Musashi - Eiji Yoshikawa [206]
Love was like a toothache. When Otsū was busy, it did not bother her, but when the remembrance struck her, she was seized by the urge to go out on the highways again, to search for him, to find him, to place her head on his chest and shed tears of happiness.
Silently, she started walking. Where was he? Of all the sorrows that beset living beings, surely the most gnawing, the most wretched, the most agonizing, was not to be able to lay eyes on the person one pined for. Tears streaming down her cheeks, she walked on.
The heavy swords with their worn fittings meant nothing to her. How could she have dreamed she was carrying Musashi’s own belongings?
Jōtarō, sensing he had done something wrong, followed sadly a short distance behind. Then, as Otsū turned into the gate at the Arakida house, he ran up to her and asked, “Are you angry? About what I said?”
“Oh, no, it’s nothing.”
“I’m sorry, Otsū. I really am.”
“It’s not your fault. I just feel kind of sad. But don’t worry about it. I’m going to find out what Master Arakida wants. You go back to your work.”

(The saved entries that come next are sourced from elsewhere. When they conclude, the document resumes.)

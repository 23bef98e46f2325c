//! Reference structural model: a thermo-elastic bar network.
//!
//! Each bar couples its two end nodes through
//!   - an axial stiffness  k = E t w / L  acting on every displacement component,
//!   - a conductance       c = κ t w / L  acting on the temperature,
//!   - a thermal force     F = E t w α (T̄ − T_ref)  along the bar axis,
//!
//! where `t` is the thickness of the bar's component (one design variable per
//! component).  The thermal force makes ∂R_u/∂T non-zero while ∂R_T/∂u = 0,
//! so the thermo-elastic Jacobian is non-symmetric.
//!
//! Fixed nodes carry Dirichlet conditions on all their dofs: zero
//! displacement and `T_ref` temperature.

use crate::assembler::StructuralAssembler;
use crate::functions::{self, StructuralFunction};
use crate::gradients;
use crate::model::DEFAULT_REFERENCE_TEMPERATURE;
use crate::types::{AnalysisKind, CouplingError, FieldLayout, Result};
use serde::{Deserialize, Serialize};
use sprs::{CsMat, TriMat};

// ─────────────────────────────────────────────────────────────
//  Material
// ─────────────────────────────────────────────────────────────

#[derive(Debug, Clone, PartialEq, Serialize, Deserialize)]
#[serde(default)]
pub struct Material {
    pub elastic_modulus: f64,
    pub density: f64,
    pub thermal_expansion: f64,
    pub conductivity: f64,
    pub allowable_stress: f64,
    /// Out-of-plane section width; bar area is `thickness * section_width`.
    pub section_width: f64,
    pub reference_temperature: f64,
}

impl Default for Material {
    fn default() -> Self {
        // 2024-T3 aluminium
        Self {
            elastic_modulus: 70.0e9,
            density: 2780.0,
            thermal_expansion: 23.0e-6,
            conductivity: 121.0,
            allowable_stress: 270.0e6,
            section_width: 0.1,
            reference_temperature: DEFAULT_REFERENCE_TEMPERATURE,
        }
    }
}

// ─────────────────────────────────────────────────────────────
//  Topology
// ─────────────────────────────────────────────────────────────

#[derive(Debug, Clone, Copy, PartialEq, Eq, Serialize, Deserialize)]
pub struct Bar {
    pub start: usize,
    pub end: usize,
    /// Index of the design variable that sets this bar's thickness.
    pub component: usize,
}

/// End-to-end vector and length of a bar.
#[derive(Debug, Clone, Copy)]
pub struct BarGeometry {
    pub delta: [f64; 3],
    pub length: f64,
}

impl BarGeometry {
    pub fn unit(&self) -> [f64; 3] {
        [
            self.delta[0] / self.length,
            self.delta[1] / self.length,
            self.delta[2] / self.length,
        ]
    }
}

pub(crate) fn dot(a: &[f64; 3], b: &[f64; 3]) -> f64 {
    a[0] * b[0] + a[1] * b[1] + a[2] * b[2]
}

// ─────────────────────────────────────────────────────────────
//  Bar network
// ─────────────────────────────────────────────────────────────

#[derive(Debug, Clone)]
pub struct BarNetwork {
    layout: FieldLayout,
    material: Material,
    coords: Vec<f64>,
    bars: Vec<Bar>,
    fixed: Vec<bool>,
    bc_dofs: Vec<usize>,
    thickness: Vec<f64>,
}

impl BarNetwork {
    /// Build a network for `kind`.
    ///
    /// `coords` holds 3 entries per node, `thickness` one entry per component.
    pub fn new(
        kind: AnalysisKind,
        coords: Vec<f64>,
        bars: Vec<Bar>,
        fixed_nodes: &[usize],
        thickness: Vec<f64>,
        material: Material,
    ) -> Result<Self> {
        if coords.len() % 3 != 0 {
            return Err(CouplingError::Shape(format!(
                "coordinate array length {} is not a multiple of 3",
                coords.len()
            )));
        }
        let num_nodes = coords.len() / 3;
        for (k, bar) in bars.iter().enumerate() {
            if bar.start >= num_nodes || bar.end >= num_nodes || bar.start == bar.end {
                return Err(CouplingError::Shape(format!(
                    "bar {k} connects invalid nodes ({}, {})",
                    bar.start, bar.end
                )));
            }
            if bar.component >= thickness.len() {
                return Err(CouplingError::Shape(format!(
                    "bar {k} references component {} of {}",
                    bar.component,
                    thickness.len()
                )));
            }
        }

        let layout = kind.layout();
        let ndof = layout.dof_per_node();
        let mut fixed = vec![false; num_nodes];
        for &node in fixed_nodes {
            if node >= num_nodes {
                return Err(CouplingError::Shape(format!(
                    "fixed node {node} out of range ({num_nodes} nodes)"
                )));
            }
            fixed[node] = true;
        }
        let bc_dofs = fixed
            .iter()
            .enumerate()
            .filter(|(_, &f)| f)
            .flat_map(|(node, _)| (0..ndof).map(move |c| node * ndof + c))
            .collect();

        Ok(Self {
            layout,
            material,
            coords,
            bars,
            fixed,
            bc_dofs,
            thickness,
        })
    }

    pub fn layout(&self) -> FieldLayout {
        self.layout
    }

    pub fn material(&self) -> &Material {
        &self.material
    }

    pub fn bars(&self) -> &[Bar] {
        &self.bars
    }

    pub fn bc_dofs(&self) -> &[usize] {
        &self.bc_dofs
    }

    pub fn is_fixed(&self, node: usize) -> bool {
        self.fixed[node]
    }

    pub fn thickness_of(&self, bar: &Bar) -> f64 {
        self.thickness[bar.component]
    }

    pub fn geometry(&self, bar: &Bar) -> BarGeometry {
        let s = 3 * bar.start;
        let e = 3 * bar.end;
        let delta = [
            self.coords[e] - self.coords[s],
            self.coords[e + 1] - self.coords[s + 1],
            self.coords[e + 2] - self.coords[s + 2],
        ];
        let length = dot(&delta, &delta).sqrt();
        BarGeometry { delta, length }
    }

    /// E t w / L
    pub fn stiffness(&self, bar: &Bar, geo: &BarGeometry) -> f64 {
        self.material.elastic_modulus * self.thickness_of(bar) * self.material.section_width
            / geo.length
    }

    /// κ t w / L
    pub fn conductance(&self, bar: &Bar, geo: &BarGeometry) -> f64 {
        self.material.conductivity * self.thickness_of(bar) * self.material.section_width
            / geo.length
    }

    /// E t w α: thermal force per kelvin of mean temperature rise.
    pub fn thermal_force_coefficient(&self, bar: &Bar) -> f64 {
        self.material.elastic_modulus
            * self.thickness_of(bar)
            * self.material.section_width
            * self.material.thermal_expansion
    }

    /// State index of component `comp` at `node`.
    pub fn dof(&self, node: usize, comp: usize) -> usize {
        node * self.layout.dof_per_node() + comp
    }

    pub fn temperature_dof(&self, node: usize) -> Option<usize> {
        self.layout.thermal_index().map(|ti| self.dof(node, ti))
    }

    /// Nodal displacement, zero for kinds without displacements.
    pub fn displacement(&self, state: &[f64], node: usize) -> [f64; 3] {
        let mut u = [0.0; 3];
        for (d, ud) in u.iter_mut().enumerate().take(self.layout.displacement_dof) {
            *ud = state[self.dof(node, d)];
        }
        u
    }

    /// u_end − u_start
    pub fn displacement_jump(&self, state: &[f64], bar: &Bar) -> [f64; 3] {
        let us = self.displacement(state, bar.start);
        let ue = self.displacement(state, bar.end);
        [ue[0] - us[0], ue[1] - us[1], ue[2] - us[2]]
    }

    /// Nodal temperature, `T_ref` for kinds without a temperature field.
    pub fn temperature(&self, state: &[f64], node: usize) -> f64 {
        match self.temperature_dof(node) {
            Some(dof) => state[dof],
            None => self.material.reference_temperature,
        }
    }

    pub fn mean_temperature(&self, state: &[f64], bar: &Bar) -> f64 {
        0.5 * (self.temperature(state, bar.start) + self.temperature(state, bar.end))
    }

    /// Mean temperature rise above `T_ref`.
    pub fn mean_temperature_rise(&self, state: &[f64], bar: &Bar) -> f64 {
        self.mean_temperature(state, bar) - self.material.reference_temperature
    }

    fn check_state(&self, state: &[f64]) {
        debug_assert_eq!(state.len(), self.num_state_vars());
    }
}

// ─────────────────────────────────────────────────────────────
//  Assembler implementation
// ─────────────────────────────────────────────────────────────

impl StructuralAssembler for BarNetwork {
    fn num_nodes(&self) -> usize {
        self.coords.len() / 3
    }

    fn vars_per_node(&self) -> usize {
        self.layout.dof_per_node()
    }

    fn num_design_vars(&self) -> usize {
        self.thickness.len()
    }

    fn nodes(&self) -> &[f64] {
        &self.coords
    }

    fn set_nodes(&mut self, coords: &[f64]) -> Result<()> {
        if coords.len() != self.coords.len() {
            return Err(CouplingError::Shape(format!(
                "expected {} coordinates, got {}",
                self.coords.len(),
                coords.len()
            )));
        }
        self.coords.copy_from_slice(coords);
        Ok(())
    }

    fn reference_temperature(&self) -> f64 {
        self.material.reference_temperature
    }

    fn design_vars(&self) -> &[f64] {
        &self.thickness
    }

    fn set_design_vars(&mut self, x: &[f64]) -> Result<()> {
        if x.len() != self.thickness.len() {
            return Err(CouplingError::Shape(format!(
                "expected {} design variables, got {}",
                self.thickness.len(),
                x.len()
            )));
        }
        self.thickness.copy_from_slice(x);
        Ok(())
    }

    fn assemble_residual(&self, state: &[f64]) -> Vec<f64> {
        self.check_state(state);
        let mut res = vec![0.0; state.len()];
        let nd = self.layout.displacement_dof;

        for bar in &self.bars {
            let geo = self.geometry(bar);

            if nd > 0 {
                let k = self.stiffness(bar, &geo);
                let du = self.displacement_jump(state, bar);
                for d in 0..nd {
                    let r = k * du[d];
                    res[self.dof(bar.end, d)] += r;
                    res[self.dof(bar.start, d)] -= r;
                }

                if self.layout.has_temperature {
                    let force =
                        self.thermal_force_coefficient(bar) * self.mean_temperature_rise(state, bar);
                    let n = geo.unit();
                    for d in 0..nd {
                        res[self.dof(bar.end, d)] -= force * n[d];
                        res[self.dof(bar.start, d)] += force * n[d];
                    }
                }
            }

            if let (Some(ts), Some(te)) = (
                self.temperature_dof(bar.start),
                self.temperature_dof(bar.end),
            ) {
                let c = self.conductance(bar, &geo);
                let r = c * (state[te] - state[ts]);
                res[te] += r;
                res[ts] -= r;
            }
        }
        res
    }

    fn assemble_jacobian(&self, transpose: bool) -> CsMat<f64> {
        let n = self.num_state_vars();
        let nd = self.layout.displacement_dof;
        let mut is_bc = vec![false; n];
        for &dof in &self.bc_dofs {
            is_bc[dof] = true;
        }

        let mut tri = TriMat::new((n, n));
        let mut add = |row: usize, col: usize, val: f64| {
            if is_bc[row] || is_bc[col] {
                return;
            }
            if transpose {
                tri.add_triplet(col, row, val);
            } else {
                tri.add_triplet(row, col, val);
            }
        };

        for bar in &self.bars {
            let geo = self.geometry(bar);

            if nd > 0 {
                let k = self.stiffness(bar, &geo);
                for d in 0..nd {
                    let s = self.dof(bar.start, d);
                    let e = self.dof(bar.end, d);
                    add(s, s, k);
                    add(e, e, k);
                    add(s, e, -k);
                    add(e, s, -k);
                }
            }

            if let (Some(ts), Some(te)) = (
                self.temperature_dof(bar.start),
                self.temperature_dof(bar.end),
            ) {
                let c = self.conductance(bar, &geo);
                add(ts, ts, c);
                add(te, te, c);
                add(ts, te, -c);
                add(te, ts, -c);

                // ∂R_u/∂T from the thermal force, half per end temperature
                if nd > 0 {
                    let half = 0.5 * self.thermal_force_coefficient(bar);
                    let nvec = geo.unit();
                    for d in 0..nd {
                        let g = half * nvec[d];
                        let s = self.dof(bar.start, d);
                        let e = self.dof(bar.end, d);
                        add(e, ts, -g);
                        add(e, te, -g);
                        add(s, ts, g);
                        add(s, te, g);
                    }
                }
            }
        }

        for &dof in &self.bc_dofs {
            tri.add_triplet(dof, dof, 1.0);
        }
        tri.to_csc()
    }

    fn apply_bcs(&self, vec: &mut [f64]) {
        for &dof in &self.bc_dofs {
            vec[dof] = 0.0;
        }
    }

    fn set_bcs(&self, state: &mut [f64]) {
        let nd = self.layout.displacement_dof;
        for node in (0..self.num_nodes()).filter(|&i| self.fixed[i]) {
            for d in 0..nd {
                state[self.dof(node, d)] = 0.0;
            }
            if let Some(dof) = self.temperature_dof(node) {
                state[dof] = self.material.reference_temperature;
            }
        }
    }

    fn eval_functions(&self, funcs: &[StructuralFunction], state: &[f64]) -> Vec<f64> {
        self.check_state(state);
        funcs
            .iter()
            .map(|func| functions::evaluate(self, func, state))
            .collect()
    }

    fn add_sv_sens(&self, func: &StructuralFunction, state: &[f64], out: &mut [f64]) {
        gradients::add_state_sens(self, func, state, out);
    }

    fn add_dv_sens(&self, func: &StructuralFunction, state: &[f64], out: &mut [f64]) {
        gradients::add_design_sens(self, func, state, out);
    }

    fn add_xpt_sens(&self, func: &StructuralFunction, state: &[f64], out: &mut [f64]) {
        gradients::add_coordinate_sens(self, func, state, out);
    }

    fn add_adjoint_res_product(&self, psi: &[f64], state: &[f64], out: &mut [f64]) {
        gradients::add_adjoint_design_product(self, psi, state, out);
    }

    fn add_adjoint_res_xpt_sens_product(&self, psi: &[f64], state: &[f64], out: &mut [f64]) {
        gradients::add_adjoint_coordinate_product(self, psi, state, out);
    }
}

Arakida Ujitomi called his home the House of Study. He had converted part of it into a school, attended not only by the shrine maidens but also by forty or fifty other children from the three counties belonging to Ise Shrine. He was trying to impart to the young a type of learning not currently very popular: the study of ancient Japanese history, which in the more sophisticated towns and cities was considered irrelevant. The early history of the country was intimately connected with Ise Shrine and its lands, but this was an age when people tended to confuse the fate of the nation with that of the warrior class, and what had happened in the distant past counted for little. Ujitomi was fighting a lonely battle to plant the seeds of an earlier, more traditional culture among the young people from the shrine area. While others might claim provincial regions had nothing to do with the national destiny, Ujitomi took a different view. If he could teach the local children about the past, perhaps, he thought, its spirit would one day thrive like a great tree in the sacred forest.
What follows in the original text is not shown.